Bupa’s business in Chile comprises Isapre Cruz Blanca, medical centers and clinics operating in the country, as well as an insurance division. This market recorded good revenue growth in 2021 and during the first half, due to the higher turnover. Although it presented fundamental losses “driven by regulatory and judicial interventions in the isapre sector”.

According to its annual report, in Chile, during this period, “there was good revenue growth due to the increased volume of outpatient activity in our healthcare business.
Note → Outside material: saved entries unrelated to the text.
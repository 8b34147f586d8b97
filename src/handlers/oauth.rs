//! # OAuth Handlers
//!
//! Connect, callback and disconnect for a user's provider account.

use axum::{
    extract::{Path, Query, State},
    http::{StatusCode, header::LOCATION},
    response::{IntoResponse, Response},
};
use url::Url;

use crate::auth::{UserHeader, UserId};
use crate::error::{ApiError, SyncCoreError};
use crate::handlers::types::CallbackQuery;
use crate::providers::ProviderKind;
use crate::repositories::ConnectionRepository;
use crate::server::AppState;

/// Redirect the browser to the provider's consent page
#[utoipa::path(
    get,
    path = "/oauth/{provider}/connect",
    params(
        ("provider" = String, Path, description = "Provider identifier, e.g. 'github'"),
        UserHeader
    ),
    responses(
        (status = 302, description = "Redirect to the provider authorization URL"),
        (status = 400, description = "Unknown or disabled provider", body = ApiError),
        (status = 401, description = "Missing or invalid X-User-Id", body = ApiError)
    ),
    tag = "oauth"
)]
pub async fn connect(
    State(state): State<AppState>,
    UserId(user_id): UserId,
    Path(provider): Path<String>,
) -> Result<Response, ApiError> {
    let definition = state.registry.lookup(&provider)?;
    let kind = definition.kind;

    let state_token = state
        .csrf
        .generate_state_token(user_id, kind.as_str())
        .await?;
    let authorize_url = state.oauth.get_authorization_url(kind, &state_token)?;

    tracing::info!(user_id = %user_id, provider = %kind, "OAuth flow initiated");
    Ok(found(authorize_url.as_str()))
}

/// Complete the authorization handshake and store the credential
///
/// Always answers with a redirect to the application; failures are reported
/// through `error` and `provider` query parameters.
#[utoipa::path(
    get,
    path = "/oauth/{provider}/callback",
    params(
        ("provider" = String, Path, description = "Provider identifier"),
        CallbackQuery,
        UserHeader
    ),
    responses(
        (status = 302, description = "Redirect to the application with `connected` or `error`"),
        (status = 401, description = "Missing or invalid X-User-Id", body = ApiError)
    ),
    tag = "oauth"
)]
pub async fn callback(
    State(state): State<AppState>,
    UserId(user_id): UserId,
    Path(provider): Path<String>,
    Query(query): Query<CallbackQuery>,
) -> Result<Response, ApiError> {
    let kind = match state.registry.lookup(&provider) {
        Ok(definition) => definition.kind,
        Err(_) => return app_redirect(&state, &[("error", "invalid_provider"), ("provider", &provider)]),
    };

    match complete_authorization(&state, user_id, kind, &query).await {
        Ok(()) => {
            tracing::info!(user_id = %user_id, provider = %kind, "Provider connected");
            app_redirect(&state, &[("connected", kind.as_str())])
        }
        Err(err) => {
            let code = err.code();
            tracing::warn!(user_id = %user_id, provider = %kind, error = %err, code, "OAuth callback failed");
            app_redirect(&state, &[("error", code), ("provider", kind.as_str())])
        }
    }
}

/// Why a callback did not produce a connection
#[derive(Debug)]
enum CallbackFailure {
    /// The user declined on the provider's consent page
    Denied(String),
    MissingCode,
    Core(SyncCoreError),
}

impl From<SyncCoreError> for CallbackFailure {
    fn from(err: SyncCoreError) -> Self {
        CallbackFailure::Core(err)
    }
}

impl CallbackFailure {
    fn code(&self) -> &'static str {
        match self {
            CallbackFailure::Denied(_) => "access_denied",
            CallbackFailure::MissingCode => "missing_code",
            CallbackFailure::Core(SyncCoreError::CsrfValidation) => "csrf_validation_failed",
            CallbackFailure::Core(SyncCoreError::OAuthExchange { status: Some(s), .. })
                if *s < 500 =>
            {
                "oauth_exchange_failed"
            }
            CallbackFailure::Core(SyncCoreError::OAuthExchange { .. }) => "provider_unavailable",
            CallbackFailure::Core(_) => "internal_error",
        }
    }
}

impl std::fmt::Display for CallbackFailure {
    fn fmt(&self, f: &mut std::fmt::Formatter<'_>) -> std::fmt::Result {
        match self {
            CallbackFailure::Denied(reason) => write!(f, "authorization denied: {}", reason),
            CallbackFailure::MissingCode => f.write_str("authorization code is missing"),
            CallbackFailure::Core(err) => err.fmt(f),
        }
    }
}

async fn complete_authorization(
    state: &AppState,
    user_id: uuid::Uuid,
    kind: ProviderKind,
    query: &CallbackQuery,
) -> Result<(), CallbackFailure> {
    // State is consumed first so a callback can never be replayed
    let presented = query.state.as_deref().unwrap_or_default();
    state.csrf.verify(presented, user_id, kind.as_str()).await?;

    if let Some(error) = query.error.as_deref() {
        return Err(CallbackFailure::Denied(match query.error_description.as_deref() {
            Some(description) => format!("{}: {}", error, description),
            None => error.to_string(),
        }));
    }

    let code = query
        .code
        .as_deref()
        .filter(|code| !code.is_empty())
        .ok_or(CallbackFailure::MissingCode)?;

    let bundle = state.oauth.exchange_code_for_tokens(kind, code).await?;
    state.vault.store_token(user_id, kind.as_str(), &bundle).await?;

    ConnectionRepository::new(state.db.clone())
        .set_connected(user_id, kind.as_str(), true)
        .await
        .map_err(SyncCoreError::from)?;
    state
        .notifications
        .clear_provider_notifications(user_id, kind.as_str())
        .await?;
    state.status_cache.invalidate(&(user_id, kind));

    Ok(())
}

/// Revoke remotely (best-effort), delete the credential and mark disconnected
#[utoipa::path(
    post,
    path = "/oauth/{provider}/disconnect",
    params(
        ("provider" = String, Path, description = "Provider identifier"),
        UserHeader
    ),
    responses(
        (status = 204, description = "Disconnected"),
        (status = 400, description = "Unknown or disabled provider", body = ApiError),
        (status = 401, description = "Missing or invalid X-User-Id", body = ApiError)
    ),
    tag = "oauth"
)]
pub async fn disconnect(
    State(state): State<AppState>,
    UserId(user_id): UserId,
    Path(provider): Path<String>,
) -> Result<StatusCode, ApiError> {
    let kind = state.registry.lookup(&provider)?.kind;

    match state.vault.get_token(user_id, kind.as_str()).await {
        Ok(Some(bundle)) => state.oauth.revoke_token(kind, &bundle.access_token).await,
        Ok(None) => tracing::debug!("No stored credential to revoke"),
        // An unreadable credential cannot be revoked, only deleted
        Err(err) => tracing::warn!(error = %err, "Skipping revocation of unreadable credential"),
    }

    state.vault.delete_token(user_id, kind.as_str()).await?;
    ConnectionRepository::new(state.db.clone())
        .set_connected(user_id, kind.as_str(), false)
        .await?;
    state.status_cache.invalidate(&(user_id, kind));

    tracing::info!(user_id = %user_id, provider = %kind, "Provider disconnected");
    Ok(StatusCode::NO_CONTENT)
}

fn found(location: &str) -> Response {
    (StatusCode::FOUND, [(LOCATION, location.to_string())]).into_response()
}

fn app_redirect(state: &AppState, params: &[(&str, &str)]) -> Result<Response, ApiError> {
    let mut url = Url::parse(&state.config.app_redirect_url).map_err(|e| {
        SyncCoreError::Internal(format!("invalid app redirect URL: {}", e))
    })?;
    {
        let mut query = url.query_pairs_mut();
        for (key, value) in params {
            query.append_pair(key, value);
        }
    }
    Ok(found(url.as_str()))
}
The performance of Isapre’s insurance business was impacted by regulatory interventions that affected the entire the segment, including preventing premium adjustments and authorizing significant coverage expansions.To mitigate the impact of these regulatory changes, we restructured our business and reduced our operating costs.

Meanwhile, in the first half of the year just ended, Bupa explained that “the entire sector faces serious financial challenges marked by persistent losses. This is the result of a series of regulatory interventions and judicial decisions that mean challenges and delays in price measures. . ”

The company notes “preventing cascading adjustments to scheduled segment pricing; mandatory funding of sick leave for parents; and pursuing legal challenges to the premium pricing rule. If these risks to isapre’s business materially deteriorate, there is a future risk of deterioration of Bupa Chili,” he warns.

He also added: “We expect the regulatory and political landscape to continue to negatively impact Isapre’s business in 2022 and we will continue to monitor this closely and engage with relevant stakeholders.”

According to the last income statement sent by the Chilean subsidiary to the Financial Market Authority (CMF), revenues grew slightly (6.85%) in the first quarter to 291,285 million pesos (about 330 million dollars). Likewise, despite the downside, losses increased sharply to over 27 billion pesos (about 31 million dollars), from 2.2 billion in the same period of 2021 (2.51 million dollars).

This, according to the company, is the result of an “unprecedented financial crisis” that would put the isapre system at risk, leading the company to decide “to move from the position of Sales Force”, which would imply the dismissal of half of its factory, about 150 workers.

Thus, while in April of last year 1,946 people worked at the company, “currently there should be around 900 workers,” Marco Torres, president of Cruz Blanca’s only union, told Diario Financiero.

The company explained that “Cruz Blanca – as well as the sector as a whole – is experiencing an unprecedented financial crisis that jeopardizes its sustainability, as a result of various regulatory and legal factors beyond the scope of the company’s responsibility”, adding that when deepening in view of the complex scenario that crosses the private health insurance sector, Cruz Blanca confirmed that this crisis “has worsened after the recent regulations that were adopted for the sector, which is why we have a deficit in our operations, which forced us to making painful decisions and this impacts our employees with the sole aim of continuing to protect the service we have committed to our branches and the country.”

In this context and with the operation in Chile contributing with more than US$ 1 billion to the company’s international sales, Carolina Triatt, insurance manager at Fitch Ratings in Chile, noted that the expectation is for a recovery in the sector, but she arrived with the increase in inflation. which made this market one of the hardest hit “because they basically couldn’t adjust their rates to the point where the accident rate was also growing”.